→ Data section

//! API error type and [`axum::response::IntoResponse`] implementation.

use axum::{
  Json,
  http::StatusCode,
  response::{IntoResponse, Response},
};
use serde_json::json;
use thiserror::Error;

/// An error returned by an API handler.
#[derive(Debug, Error)]
pub enum ApiError {
  #[error("not found: {0}")]
  NotFound(String),

  #[error("bad request: {0}")]
  BadRequest(String),

  #[error("conflict: {0}")]
  Conflict(String),

  #[error("store error: {0}")]
  Store(tably_core::Error),
}

impl ApiError {
  /// Classify a backend failure into the response taxonomy: missing
  /// identifiers are 404, field-constraint violations 400, duplicate unique
  /// keys 409, anything else a 500.
  pub fn from_store<E: Into<tably_core::Error>>(e: E) -> Self {
    use tably_core::Error as Core;
    match e.into() {
      Core::UserNotFound(id) => Self::NotFound(format!("user {id} not found")),
      Core::Constraint(m) => Self::Conflict(m),
      Core::DuplicateAuthority(name) => {
        Self::Conflict(format!("authority {name:?} already exists"))
      }
      e @ (Core::EmailImmutable
      | Core::InvalidEmail(_)
      | Core::EmailTooLong(_)
      | Core::PasswordLength(_)) => Self::BadRequest(e.to_string()),
      other => Self::Store(other),
    }
  }
}

impl IntoResponse for ApiError {
  fn into_response(self) -> Response {
    let (status, message) = match &self {
      ApiError::NotFound(m) => (StatusCode::NOT_FOUND, m.clone()),
      ApiError::BadRequest(m) => (StatusCode::BAD_REQUEST, m.clone()),
      ApiError::Conflict(m) => (StatusCode::CONFLICT, m.clone()),
      ApiError::Store(e) => (StatusCode::INTERNAL_SERVER_ERROR, e.to_string()),
    };
    (status, Json(json!({ "error": message }))).into_response()
  }
}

→ What you should do
Scan the entries above for the word "clone", then copy every line in which it occurs.

→ Answer to this exercise
      ApiError::NotFound(m) => (StatusCode::NOT_FOUND, m.clone()),
      ApiError::BadRequest(m) => (StatusCode::BAD_REQUEST, m.clone()),
      ApiError::Conflict(m) => (StatusCode::CONFLICT, m.clone()),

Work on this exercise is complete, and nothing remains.